« Pierres blanches » de Judith Bellavance à Espaces F

Judith Bellavance, devant l’installation « Eldorado ». Photo Romain Pelletier

Depuis hier vendredi 24 mars et jusqu’au samedi 29 avril, le centre d’artistes Espaces F propose « Pierres blanches », la réunion de trois projets, de l’artiste et thanatopractrice Judith Bellavance, au complexe culturel Joseph-Rouleau de Matane.

Les galeries où il est possible de voir l’installation « Eldorado », de même que les photos de « Prononce mon nom » et de « Pierres blanches » sont accessibles au 520, avenue Saint-Jérôme, du lundi au samedi de 13 h à 17 h . Entrée libre.

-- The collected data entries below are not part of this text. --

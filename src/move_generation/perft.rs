use std::sync::Arc;
use std::thread;

use crate::game_state::board::Board;
use crate::game_state::draughts_types::{Color, PieceKind};
use crate::move_generation::legal_move_apply::apply_move;
use crate::move_generation::move_generator::{MoveGenResult, MoveGenerationError, MoveGenerator};
use crate::moves::draughts_move::Move;

#[derive(Debug, Clone, Copy, Default, PartialEq, Eq)]
pub struct PerftCounts {
    pub nodes: usize,
    pub captures: usize,
    pub captured_pieces: usize,
    pub promotions: usize,
}

impl PerftCounts {
    fn merge(&mut self, rhs: PerftCounts) {
        self.nodes += rhs.nodes;
        self.captures += rhs.captures;
        self.captured_pieces += rhs.captured_pieces;
        self.promotions += rhs.promotions;
    }
}

pub fn perft<G: MoveGenerator>(
    generator: &G,
    board: &Board,
    side: Color,
    depth: u8,
) -> MoveGenResult<PerftCounts> {
    if depth == 0 {
        return Ok(PerftCounts {
            nodes: 1,
            ..PerftCounts::default()
        });
    }

    let mut total = PerftCounts::default();
    for mv in generator.generate_legal_moves(board, side).iter() {
        perft_recurse(generator, board, side, mv, depth, 1, &mut total)?;
    }
    Ok(total)
}

/// Root moves split across worker threads, one thread per root move.
pub fn perft_multi_threaded(
    generator: Arc<dyn MoveGenerator>,
    board: &Board,
    side: Color,
    depth: u8,
) -> MoveGenResult<PerftCounts> {
    if depth == 0 {
        return Ok(PerftCounts {
            nodes: 1,
            ..PerftCounts::default()
        });
    }

    let root_moves: Vec<Move> = generator
        .generate_legal_moves(board, side)
        .iter()
        .cloned()
        .collect();
    let mut handles = Vec::with_capacity(root_moves.len());

    for mv in root_moves {
        let generator_ref = Arc::clone(&generator);
        let board = *board;
        handles.push(thread::spawn(move || {
            let mut local = PerftCounts::default();
            let result = perft_recurse(
                generator_ref.as_ref(),
                &board,
                side,
                &mv,
                depth,
                1,
                &mut local,
            );
            (result, local)
        }));
    }

    let mut total = PerftCounts::default();
    for handle in handles {
        let (result, local) = handle
            .join()
            .map_err(|_| MoveGenerationError::WorkerPanicked)?;
        result?;
        total.merge(local);
    }

    Ok(total)
}

fn perft_recurse<G: MoveGenerator + ?Sized>(
    generator: &G,
    board: &Board,
    side: Color,
    mv: &Move,
    search_depth: u8,
    current_depth: u8,
    counts: &mut PerftCounts,
) -> MoveGenResult<()> {
    let mut next = *board;
    let was_man = matches!(board.piece_at(mv.from), Some(p) if p.kind == PieceKind::Man);
    let next_side = apply_move(&mut next, mv, side)?;

    if current_depth == search_depth {
        counts.nodes += 1;
        if mv.is_capture() {
            counts.captures += 1;
            counts.captured_pieces += mv.capture_count();
        }
        if was_man && matches!(next.piece_at(mv.to()), Some(p) if p.kind == PieceKind::King) {
            counts.promotions += 1;
        }
        return Ok(());
    }

    for reply in generator.generate_legal_moves(&next, next_side).iter() {
        perft_recurse(
            generator,
            &next,
            next_side,
            reply,
            search_depth,
            current_depth + 1,
            counts,
        )?;
    }
    Ok(())
}

#[cfg(test)]
mod tests {
    use std::sync::Arc;

    use super::{perft, perft_multi_threaded};
    use crate::game_state::board::Board;
    use crate::game_state::draughts_types::{Color, Piece};
    use crate::move_generation::bitboard_move_generator::BitboardMoveGenerator;
    use crate::move_generation::legal_move_generator::LegalMoveGenerator;

    #[test]
    fn opening_counts_for_first_two_plies() {
        let board = Board::new_game();
        let d1 = perft(&LegalMoveGenerator, &board, Color::White, 1).expect("perft runs");
        let d2 = perft(&LegalMoveGenerator, &board, Color::White, 2).expect("perft runs");
        assert_eq!(d1.nodes, 9);
        assert_eq!(d2.nodes, 81);
        assert_eq!(d2.captures, 0);
    }

    #[test]
    fn generators_agree_three_plies_deep() {
        let board = Board::new_game();
        let dense = perft(&LegalMoveGenerator, &board, Color::White, 3).expect("perft runs");
        let bits = perft(&BitboardMoveGenerator, &board, Color::White, 3).expect("perft runs");
        assert_eq!(dense, bits);
    }

    #[test]
    fn threaded_perft_matches_single_thread() {
        let board = Board::new_game();
        let single = perft(&BitboardMoveGenerator, &board, Color::White, 3).expect("perft runs");
        let threaded =
            perft_multi_threaded(Arc::new(BitboardMoveGenerator), &board, Color::White, 3)
                .expect("perft runs");
        assert_eq!(single, threaded);
    }

    #[test]
    fn promotions_are_counted() {
        let board = Board::from_pieces(&[
            (6, Piece::man(Color::White)),
            (40, Piece::man(Color::Black)),
        ])
        .expect("valid placements");
        let counts = perft(&LegalMoveGenerator, &board, Color::White, 1).expect("perft runs");
        assert_eq!(counts.nodes, 2);
        assert_eq!(counts.promotions, 2);
    }
}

En parallèle à son parcours d’artiste, l’artiste pratique depuis 2019 le métier de thanatopractrice. Originaire de Rimouski, elle vit à Montréal. Photo Romain Pelletier 

Fascinée par les vestiges de vie

Selon Espaces F, Judith Bellavance partage sa fascination pour les vestiges de vie que l’humanité abandonne derrière elle, notamment ceux associés aux monuments et rites funéraires.

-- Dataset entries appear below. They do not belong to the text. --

//! Bitboard legal move generation used by the search.
//!
//! Mirrors `legal_move_generator` rule for rule: kings resolve their reach
//! with ray masks and a nearest-blocker bit scan instead of walking cells.

use crate::game_state::bitboards::Bitboards;
use crate::game_state::board::Board;
use crate::game_state::draughts_types::{Color, Square};
use crate::move_generation::move_generator::{MoveGenerator, MoveSet};
use crate::moves::diagonal_rays::{empty_run, first_blocker};
use crate::moves::directions::Direction;
use crate::moves::draughts_move::Move;

pub struct BitboardMoveGenerator;

impl MoveGenerator for BitboardMoveGenerator {
    fn generate_legal_moves(&self, board: &Board, side: Color) -> MoveSet {
        generate_bitboard_moves(&board.to_bitboards(), side)
    }
}

/// Fixed facts about the piece whose chains are being searched.
struct ChainScope {
    from: Square,
    king: bool,
    /// Occupancy with the origin vacated.
    occupied: u64,
    opponent: u64,
}

struct BitChain {
    captured: u64,
    landed: u64,
    captures: Vec<Square>,
    landings: Vec<Square>,
}

pub fn generate_bitboard_moves(position: &Bitboards, side: Color) -> MoveSet {
    let own = position.of(side);
    let opponent = position.of(side.opposite());
    let mut set = MoveSet::default();

    let mut pieces = own;
    while pieces != 0 {
        let from = pieces.trailing_zeros() as Square;
        pieces &= pieces - 1;

        let from_bit = 1u64 << from;
        let scope = ChainScope {
            from,
            king: position.is_king(from),
            occupied: position.occupied() & !from_bit,
            opponent,
        };
        let mut chain = BitChain {
            captured: 0,
            landed: from_bit,
            captures: Vec::new(),
            landings: Vec::new(),
        };
        let mut best = 0usize;
        let mut piece_moves = Vec::new();
        extend_capture_chain(&scope, from, &mut chain, &mut best, &mut piece_moves);

        if best == 0 || best < set.max_capture {
            continue;
        }
        if best > set.max_capture {
            set.moves_by_origin.clear();
            set.max_capture = best;
        }
        set.moves_by_origin.insert(from, piece_moves);
    }

    if set.max_capture == 0 {
        let occupied = position.occupied();
        let mut pieces = own;
        while pieces != 0 {
            let from = pieces.trailing_zeros() as Square;
            pieces &= pieces - 1;

            let quiet = quiet_moves(from, position.is_king(from), side, occupied);
            if !quiet.is_empty() {
                set.moves_by_origin.insert(from, quiet);
            }
        }
    }

    set
}

fn quiet_moves(from: Square, king: bool, side: Color, occupied: u64) -> Vec<Move> {
    let mut out = Vec::new();
    for dir in Direction::ALL {
        let mut targets = if king {
            empty_run(dir, from, occupied)
        } else if dir.is_forward_for(side) {
            match dir.step(from) {
                Some(to) if occupied & (1u64 << to) == 0 => 1u64 << to,
                _ => 0,
            }
        } else {
            0
        };
        while targets != 0 {
            let to = targets.trailing_zeros() as Square;
            targets &= targets - 1;
            out.push(Move::quiet(from, to));
        }
    }
    out
}

fn extend_capture_chain(
    scope: &ChainScope,
    at: Square,
    chain: &mut BitChain,
    best: &mut usize,
    out: &mut Vec<Move>,
) {
    let mut extended = false;

    for dir in Direction::ALL {
        let Some((captured, landings)) = capture_in_direction(scope, at, dir, chain.captured) else {
            continue;
        };

        let mut landings = landings & !chain.landed;
        while landings != 0 {
            let landing = landings.trailing_zeros() as Square;
            landings &= landings - 1;
            extended = true;

            let captured_bit = 1u64 << captured;
            let landing_bit = 1u64 << landing;
            chain.captured |= captured_bit;
            chain.landed |= landing_bit;
            chain.captures.push(captured);
            chain.landings.push(landing);

            extend_capture_chain(scope, landing, chain, best, out);

            chain.captured &= !captured_bit;
            chain.landed &= !landing_bit;
            chain.captures.pop();
            chain.landings.pop();
        }
    }

    let count = chain.captures.len();
    if extended || count == 0 || count < *best {
        return;
    }
    if count > *best {
        out.clear();
        *best = count;
    }
    MoveSet::push_unique(
        out,
        Move::capture(scope.from, chain.captures.clone(), chain.landings.clone()),
    );
}

/// Piece jumped and the landing mask beyond it, if `dir` offers a capture.
fn capture_in_direction(
    scope: &ChainScope,
    at: Square,
    dir: Direction,
    captured: u64,
) -> Option<(Square, u64)> {
    let target = if scope.king {
        first_blocker(dir, at, scope.occupied)?
    } else {
        dir.step(at)?
    };

    let target_bit = 1u64 << target;
    if scope.opponent & target_bit == 0 || captured & target_bit != 0 {
        return None;
    }

    let landings = if scope.king {
        empty_run(dir, target, scope.occupied)
    } else {
        let landing = dir.step(target)?;
        if scope.occupied & (1u64 << landing) != 0 {
            return None;
        }
        1u64 << landing
    };

    (landings != 0).then_some((target, landings))
}

#[cfg(test)]
mod tests {
    use super::generate_bitboard_moves;
    use crate::game_state::bitboards::Bitboards;
    use crate::game_state::board::Board;
    use crate::game_state::draughts_types::Color;

    #[test]
    fn starting_position_matches_dense_generator() {
        let position = Board::new_game().to_bitboards();
        let set = generate_bitboard_moves(&position, Color::White);
        assert_eq!(set.max_capture, 0);
        assert_eq!(set.len(), 9);
    }

    #[test]
    fn king_captures_from_a_distance() {
        let position = Bitboards {
            white: 1u64 << 44,
            black: 1u64 << 22,
            kings: 1u64 << 44,
        };
        let set = generate_bitboard_moves(&position, Color::White);
        assert_eq!(set.max_capture, 1);
        let mut destinations: Vec<u8> = set.iter().map(|m| m.to()).collect();
        destinations.sort_unstable();
        assert_eq!(destinations, vec![0, 6, 11, 17]);
    }

    #[test]
    fn blocked_landing_prevents_capture() {
        // Black man on 21 is backed by another on 16.
        let position = Bitboards {
            white: 1u64 << 27,
            black: (1u64 << 21) | (1u64 << 16),
            kings: 0,
        };
        let set = generate_bitboard_moves(&position, Color::White);
        assert_eq!(set.max_capture, 0);
        assert!(set.iter().all(|m| !m.is_capture()));
    }

    #[test]
    fn side_without_pieces_has_no_moves() {
        let position = Bitboards {
            white: 0,
            black: 1u64 << 3,
            kings: 0,
        };
        assert!(generate_bitboard_moves(&position, Color::White).is_empty());
    }
}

Elle les montre altérés par une nature qui reprend le dessus, couvrant les pierres tombales blanches de lichens, atténuant sur celles-ci les photos en médaillons des défunts, ou encore, en asséchant les fleurs laissées à proximité.

Si certaines images sont fidèles à ce qui s’est offert à sa caméra et témoignent de sa maîtrise du médium, plusieurs résultent d’interventions imperceptibles (retrait/ ajout) ou manifestes (collage/mise en scène) servant une démarche ancrée dans l’invention picturale. 

Lien vidéo : https://youtu.be/gUP8OAVjI8M

Mur de fleurs séchées

D’entrée de jeu, Judith Bellavance présente l’installation « Eldorado », son projet sans cesse en devenir. Il s’agit en fait d’un mur d’ornements funéraires composé de plusieurs centaines de fleurs séchées piquées sur un mur de 9,15 par  3,65 mètres (30 x 12 pieds) avec un éclairage amplifiant leurs ombres.

En plus d’une vidéo, l’œuvre s’accompagne de quelques photos qu’elle travaille comme une peintre, sa pratique précédente, en m’attardant aux textures, aux couleurs et à la composition.

«  En tant que thanatopractrice, indique-t-elle, je suis quotidiennement en contact avec la mort. Le laboratoire du complexe funéraire se fait voisin de l’atelier d’artiste. Je recueille les dépouilles des ornements funéraires laissés sur place en fin de rituel et je les fais sécher. Les murs que je pique de ces fleurs mortuaires deviennent à la fois dessin dans l’espace, théâtre d’ombres, horizon tronqué, témoignage d’un cycle naturel ainsi que de fin de vie. »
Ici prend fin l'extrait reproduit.